So in January I carried £32.97 over from last month, my wages were £2665.62 and then I received £105.55 for mileage costs. That was then a total of £2804.14 to spend for the month.

Expenditure

£1550.00 was transferred to the joint account and spent as
follows:
Mortgage £558.63
Mortgage overpayment £501.00
Council Tax £244.00
Water £49.00
Gas and electricity £90.98
TV licence £12.83
Broadband and line rental £26.95
Charity donation £6.00
Total £1489.39

£300 then went into my second current account which pays for annual expenses or regular payments. This month all that I had to pay for was a deposit for a holiday we have booked in the Yorkshire Dales in June of £94.75, £3.00 for eyebrow waxing and £64 for physio – £32 under budget, so I can spend this on something else!
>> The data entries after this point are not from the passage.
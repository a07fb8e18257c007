#![allow(dead_code)]

use tutorbook_core::error::{ErrorKind, ParseError};
use tutorbook_core::{parse_command, Command, UiState};

pub fn parse(input: &str) -> Result<Command, ParseError> {
    let mut ui = UiState::default();
    parse_command(input, &mut ui)
}

pub fn assert_parse_success(input: &str, expected: Command) {
    match parse(input) {
        Ok(cmd) => pretty_assertions::assert_eq!(cmd, expected, "input: {input:?}"),
        Err(e) => panic!("expected {input:?} to parse, got: {e}"),
    }
}

pub fn assert_parse_failure(input: &str, expected_message: &str) {
    match parse(input) {
        Ok(cmd) => panic!("expected {input:?} to fail, got: {cmd:?}"),
        Err(e) => pretty_assertions::assert_eq!(e.to_string(), expected_message, "input: {input:?}"),
    }
}

pub fn assert_parse_kind(input: &str, expected: ErrorKind) {
    match parse(input) {
        Ok(cmd) => panic!("expected {input:?} to fail, got: {cmd:?}"),
        Err(e) => assert_eq!(e.kind(), expected, "input: {input:?}, error: {e}"),
    }
}

pub fn invalid_format(usage: &str) -> String {
    format!("Invalid command format! \n{usage}")
}

pub fn extra_prefix(usage: &str) -> String {
    format!("Command contains extra prefix(es)! \n{usage}")
}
The rest stays in there and accrues until I need it e.g. for car insurance. The idea is that I don’t all of a sudden have to find the money for an expensive car service. It is already there in the account and then if I don’t need it all I can spend it on a treat.
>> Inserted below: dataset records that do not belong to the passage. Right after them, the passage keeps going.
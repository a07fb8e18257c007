use serde::Serialize;

use crate::model::Student;

/// What `find` searches by. Exactly one key per search.
#[derive(Debug, Clone, PartialEq, Eq, Serialize)]
#[serde(tag = "by", content = "keywords", rename_all = "snake_case")]
pub enum FindPredicate {
    /// Any keyword equal to a whole word of the name, ignoring case.
    NameKeywords(Vec<String>),
    /// Canonical level, e.g. `S2 NA`.
    Level(String),
    /// Any keyword naming one of the student's subjects, ignoring case.
    SubjectKeywords(Vec<String>),
}

impl FindPredicate {
    pub fn matches(&self, student: &Student) -> bool {
        match self {
            Self::NameKeywords(keywords) => keywords.iter().any(|k| student.name.contains_word(k)),
            Self::Level(level) => student
                .level
                .as_ref()
                .is_some_and(|l| &l.to_string() == level),
            Self::SubjectKeywords(keywords) => keywords.iter().any(|k| {
                let wanted = k.to_uppercase();
                student.subjects.iter().any(|s| s.as_str() == wanted)
            }),
        }
    }
}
That left £954.14. In the spirit of Robert Kiyosaki I pay myself first and have direct debits into two savings accounts totalling £435.00, so I was down to £519.14 to live on for the month. Now, this month I have started using my Tesco credit card to pay for almost everything and for this reason my usual spreadsheet has gone a bit awry and I can’t completely work out where the money has gone.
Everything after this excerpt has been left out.